Thursday night I went to Švandovo divadlo to see Škola pro ženy which is Moliere's original play L'Ecole des Femmes (School for Wives). This, of course, was his accolade winning play which put him firmly in the Theatre du Palais Royal in 1662.

I watched it being performed by a Czech troupe in Czech with English subtitles at the theatre. God bless Daniel Hrbek, the director of the theatre, his lovely woman Friday Lucie Kolouchová and the good people at the theatre who now organise a lot of popular plays at Švandovo divadlo with English subtitles for people like me who adore theatre but can't possibly understand that kind of Czech.

The audience was mainly Czech with a few of us expats thrown in, who braved a seven degree wind to come out for Moliere. I have to happily say that the translation was almost perfect. With a few minor errors, none of which altered the quality of the translation, the play's full satirical bloom was presented in a thoroughly enjoyable manner. The lead man who played Arnolphe was brilliant. The body language spoke volumes and at times it wasn't necessary to read the English subtitles. The girl who played Agnes was cute enough but her sweetness which forms the very basis of two men falling in love with her was erratic at best. Also, her expressions were older and that sometimes made her a slightly incredible character. The physical comedy which characterises this satire was ever present between all the performers and a delight to watch. It reminded me of the good old days when it was simply sufficient to make an audience laugh without having to give them an intellectual reason for the laughter. Good old fashioned comedy in small doses to keep an audience enthralled is a very difficult art. From experience - and any professional actor will corroborate this - I can tell you that the single most difficult thing for an actor to do is to make an audience burst into genuine laughter. Not only did these Czech actors do that but with supreme confidence and finesse, an art, I have to say I have not often seen in Czech stage artists in the three years that I have watched productions here.
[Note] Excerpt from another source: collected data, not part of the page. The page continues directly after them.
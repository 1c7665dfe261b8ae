//! Instruction templates for the four stages.
//!
//! Templates use `{name}` placeholders filled from the run's parameter
//! bindings. A placeholder left unresolved after substitution is a
//! configuration error, raised before the capability is invoked.

use std::collections::HashMap;

use regex::Regex;

use crate::error::{PipelineError, Result};

/// Stage 1: generate search-engine queries.
pub const QUERY_GENERATION_PROMPT: &str = "\
You are an expert at constructing search engine queries that maximize the \
relevancy of job search results.

Generate up to {query_budget} Google job search queries for the following \
job titles: {job_titles}. Focus on jobs in {country}, in {language}. \
Leverage Google search operators (quotes, OR, intitle:, inurl:) and best \
practices. Every query must be non-empty.";

/// Stage 2: collect search results through the search tool.
pub const SEARCH_COLLECTION_PROMPT: &str = "\
You are a specialist in gathering and filtering job postings from multiple \
sources.

Using the suggested search queries from the prior stage, call the `search` \
tool for each query and collect at least {min_hits} job postings in \
{country}. For each result include its title, URL, snippet, and the exact \
originating query that surfaced it. Prefer direct job posting pages over \
aggregator landing pages.";

/// Stage 3: extract structured details through the scrape tool.
pub const JOB_EXTRACTION_PROMPT: &str = "\
You are an expert at parsing job details for candidate decision-making.

For each collected posting URL from the prior stage, call the `scrape` tool \
to extract structured details: title, company, location, posting date, \
salary (only if the posting discloses one), and up to 5 notable \
specifications such as seniority or remote policy. Rank each job with a \
small positive ordinal (1 = strongest recommendation) and add \
recommendation notes for the candidate. If a scrape returns an error \
field, skip that posting and move on.";

/// Stage 4: compose the recruitment report.
pub const REPORT_PROMPT: &str = "\
You are an expert in creating clear, actionable recruitment reports.

Create a Bootstrap-styled HTML page summarizing the extracted job postings \
for {job_titles} in {country}, written in {language}. Include a responsive \
table with job title, company, location, posting date, salary where \
available, a direct link to each posting, and a short summary per job. \
Order rows by recommendation rank. Return only the HTML document.";

/// Render a template by substituting `{name}` placeholders.
///
/// Fails fast when a placeholder has no binding; the error names the
/// placeholder so the misconfiguration is obvious.
pub fn render(template: &str, bindings: &HashMap<String, String>) -> Result<String> {
    let mut rendered = template.to_string();
    for (name, value) in bindings {
        rendered = rendered.replace(&format!("{{{name}}}"), value);
    }

    // Leftover {lower_snake} markers are unbound placeholders. JSON braces
    // in rendered content never match this shape.
    let placeholder =
        Regex::new(r"\{([a-z_]+)\}").map_err(|e| PipelineError::config(e.to_string()))?;
    if let Some(captures) = placeholder.captures(&rendered) {
        return Err(PipelineError::config(format!(
            "unresolved placeholder '{{{}}}' in instruction template",
            &captures[1]
        )));
    }

    Ok(rendered)
}

#[cfg(test)]
mod tests {
    use super::*;

    fn bindings(pairs: &[(&str, &str)]) -> HashMap<String, String> {
        pairs
            .iter()
            .map(|(k, v)| (k.to_string(), v.to_string()))
            .collect()
    }

    #[test]
    fn substitutes_all_placeholders() {
        let rendered = render(
            QUERY_GENERATION_PROMPT,
            &bindings(&[
                ("query_budget", "5"),
                ("job_titles", "Data Engineer"),
                ("country", "France"),
                ("language", "French"),
            ]),
        )
        .unwrap();
        assert!(rendered.contains("up to 5 Google job search queries"));
        assert!(rendered.contains("Data Engineer"));
        assert!(!rendered.contains('{'));
    }

    #[test]
    fn missing_binding_is_a_config_error() {
        let err = render(
            QUERY_GENERATION_PROMPT,
            &bindings(&[("query_budget", "5"), ("job_titles", "Data Engineer")]),
        )
        .unwrap_err();
        assert!(matches!(err, PipelineError::Config { .. }));
        assert!(err.to_string().contains("{country}"));
    }

    #[test]
    fn json_braces_in_substituted_values_are_not_placeholders() {
        let rendered = render(
            "Schema: {schema}",
            &bindings(&[("schema", r#"{"type": "object", "properties": {}}"#)]),
        )
        .unwrap();
        assert!(rendered.contains(r#"{"type": "object""#));
    }

    #[test]
    fn all_stage_templates_render_with_standard_bindings() {
        let all = bindings(&[
            ("query_budget", "10"),
            ("job_titles", "AI Engineer"),
            ("country", "Egypt"),
            ("language", "English"),
            ("min_hits", "20"),
        ]);
        for template in [
            QUERY_GENERATION_PROMPT,
            SEARCH_COLLECTION_PROMPT,
            JOB_EXTRACTION_PROMPT,
            REPORT_PROMPT,
        ] {
            assert!(render(template, &all).is_ok());
        }
    }
}
//! The `search` tool: stage 2's bridge to the search provider.

use std::sync::Arc;

use serde::Deserialize;

use crate::error::PipelineError;
use crate::tools::Tool;
use crate::traits::WebSearcher;

#[derive(Deserialize)]
struct SearchArgs {
    query: String,
}

/// Build the `search` tool over a search provider.
///
/// Delegates straight through: the raw provider payload goes back to the
/// model unchanged, and a transient provider failure propagates to the
/// caller and fails the stage.
pub fn search_tool(searcher: Arc<dyn WebSearcher>) -> Tool {
    Tool::new(
        "search",
        "Search the web for job postings. Returns the raw search results for the query.",
        serde_json::json!({
            "type": "object",
            "properties": {
                "query": {
                    "type": "string",
                    "description": "The search query to run."
                }
            },
            "required": ["query"]
        }),
        Box::new(move |args| {
            let searcher = searcher.clone();
            Box::pin(async move {
                let args: SearchArgs = serde_json::from_value(args)
                    .map_err(|e| PipelineError::model(format!("bad search arguments: {e}")))?;
                tracing::info!(query = %args.query, "search tool invoked");
                searcher.search(&args.query).await
            })
        }),
    )
}
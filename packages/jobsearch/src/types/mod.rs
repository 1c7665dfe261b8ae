//! Stage artifact types.
//!
//! One canonical type per stage output. The serde shape and the schemars
//! schema both derive from these definitions, so the validator and the
//! shape-description embedded in stage instructions can never drift apart.

pub mod job;
pub mod query;
pub mod search;

pub use job::{ExtractedJob, ExtractedJobs, JobSpecEntry};
pub use query::{SearchQuery, SuggestedQueries};
pub use search::{SearchHit, SearchHits, MIN_SEARCH_HITS};
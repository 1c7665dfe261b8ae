//! Stage definitions - one unit of work each.
//!
//! A stage binds an instruction template to an output contract, a tool
//! requirement, and a persistence target. The four concrete stages of
//! the pipeline are constructed here.

use std::collections::HashMap;

use crate::artifacts::{STEP_1_FILE, STEP_2_FILE, STEP_3_FILE, STEP_4_FILE};
use crate::contract::{Contract, StageOutput};
use crate::error::Result;
use crate::prompts;
use crate::types::{ExtractedJobs, SearchHits, SuggestedQueries, MIN_SEARCH_HITS};

/// Which tool the stage's capability may call.
#[derive(Debug, Clone, Copy, PartialEq, Eq)]
pub enum Tooling {
    /// No tools; the capability answers from the instruction alone.
    None,
    /// The `search` tool.
    Search,
    /// The `scrape` tool.
    Scrape,
}

/// A schema-validated stage.
pub struct Stage<T: StageOutput> {
    /// Stage name, used in logs and context section headers.
    pub name: &'static str,

    /// Instruction template with `{name}` placeholders.
    pub template: &'static str,

    /// Tool allowlist requirement.
    pub tooling: Tooling,

    /// Output contract the raw completion must satisfy.
    pub contract: Contract<T>,

    /// File name of the persisted artifact.
    pub artifact_file: &'static str,
}

impl<T: StageOutput> Stage<T> {
    /// Render the instruction from parameter bindings.
    ///
    /// An unresolved placeholder is a configuration error raised before
    /// the capability is invoked.
    pub fn render(&self, bindings: &HashMap<String, String>) -> Result<String> {
        prompts::render(self.template, bindings)
    }
}

/// The report stage: free-form output, no contract, still persisted.
pub struct ReportStage {
    /// Stage name.
    pub name: &'static str,

    /// Instruction template.
    pub template: &'static str,

    /// File name of the persisted document.
    pub artifact_file: &'static str,
}

impl ReportStage {
    /// Render the instruction from parameter bindings.
    pub fn render(&self, bindings: &HashMap<String, String>) -> Result<String> {
        prompts::render(self.template, bindings)
    }
}

/// Stage 1: query generation, bounded by the run's query budget.
pub fn query_generation(query_budget: usize) -> Stage<SuggestedQueries> {
    Stage {
        name: "query_generation",
        template: prompts::QUERY_GENERATION_PROMPT,
        tooling: Tooling::None,
        contract: Contract::new("suggested_queries")
            .with_min_items(1)
            .with_max_items(query_budget),
        artifact_file: STEP_1_FILE,
    }
}

/// Stage 2: search collection, at least [`MIN_SEARCH_HITS`] results.
pub fn search_collection() -> Stage<SearchHits> {
    Stage {
        name: "search_collection",
        template: prompts::SEARCH_COLLECTION_PROMPT,
        tooling: Tooling::Search,
        contract: Contract::new("search_hits").with_min_items(MIN_SEARCH_HITS),
        artifact_file: STEP_2_FILE,
    }
}

/// Stage 3: job extraction. No cardinality bound - failed scrapes shrink
/// the collection legitimately.
pub fn job_extraction() -> Stage<ExtractedJobs> {
    Stage {
        name: "job_extraction",
        template: prompts::JOB_EXTRACTION_PROMPT,
        tooling: Tooling::Scrape,
        contract: Contract::new("extracted_jobs"),
        artifact_file: STEP_3_FILE,
    }
}

/// Stage 4: report composition.
pub fn report_composition() -> ReportStage {
    ReportStage {
        name: "report_composition",
        template: prompts::REPORT_PROMPT,
        artifact_file: STEP_4_FILE,
    }
}

#[cfg(test)]
mod tests {
    use super::*;

    #[test]
    fn stage_one_bounds_follow_budget() {
        let stage = query_generation(5);
        assert!(stage
            .contract
            .validate(serde_json::json!({"queries": [{"text": "q"}]}))
            .is_ok());
        let six: Vec<_> = (0..6)
            .map(|i| serde_json::json!({"text": format!("q{i}")}))
            .collect();
        assert!(stage
            .contract
            .validate(serde_json::json!({"queries": six}))
            .is_err());
    }

    #[test]
    fn tooling_assignments() {
        assert_eq!(query_generation(3).tooling, Tooling::None);
        assert_eq!(search_collection().tooling, Tooling::Search);
        assert_eq!(job_extraction().tooling, Tooling::Scrape);
    }

    #[test]
    fn artifact_files_are_stage_indexed() {
        assert_eq!(query_generation(3).artifact_file, STEP_1_FILE);
        assert_eq!(search_collection().artifact_file, STEP_2_FILE);
        assert_eq!(job_extraction().artifact_file, STEP_3_FILE);
        assert_eq!(report_composition().artifact_file, STEP_4_FILE);
    }
}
Those who know the play know that it is a satire about the ideal wife that men want. One who sews, knits, cooks, cleans, serves, obeys, respects and does not think or speak unless her husband wants her to. Of course he wrote it as an intentional satire, a laughable essay on how tiring intelligent women can get for their husbands and wouldn't it be funny to have a simple mechanical yet loving doll for a wife. It met with applause in France in 1662 by an enchanted king and his subjects. It met with great applause in Prague in 2005 by a greatly amused audience, both Czech and foreign who appreciated the intricacies of satirical dialogue.

What greatly struck me as I rode home was a singular thought. A sobering one. One that wasn't welcome after a wonderful night of theatre. This play with its mock-demeaning place for women would be true in some countries today. In 2005, there would be a majority group of men in Saudi Arabia or Pakistan or China who wouldn't get that it was a satire. After nearly four hundred years, Moliere's attempt at satire has come full circle. It is a sad truth that still prevails in some cultures. Where women are treated like chattel. Where all men are Arnolphe.

I am delighted that finally there is a theatre like Švandovo divadlo which is giving the National Theatre a run for its money by giving us good theatre. In the end, when the curtain falls, there is nothing better than a full house that leaves, knowing it will return.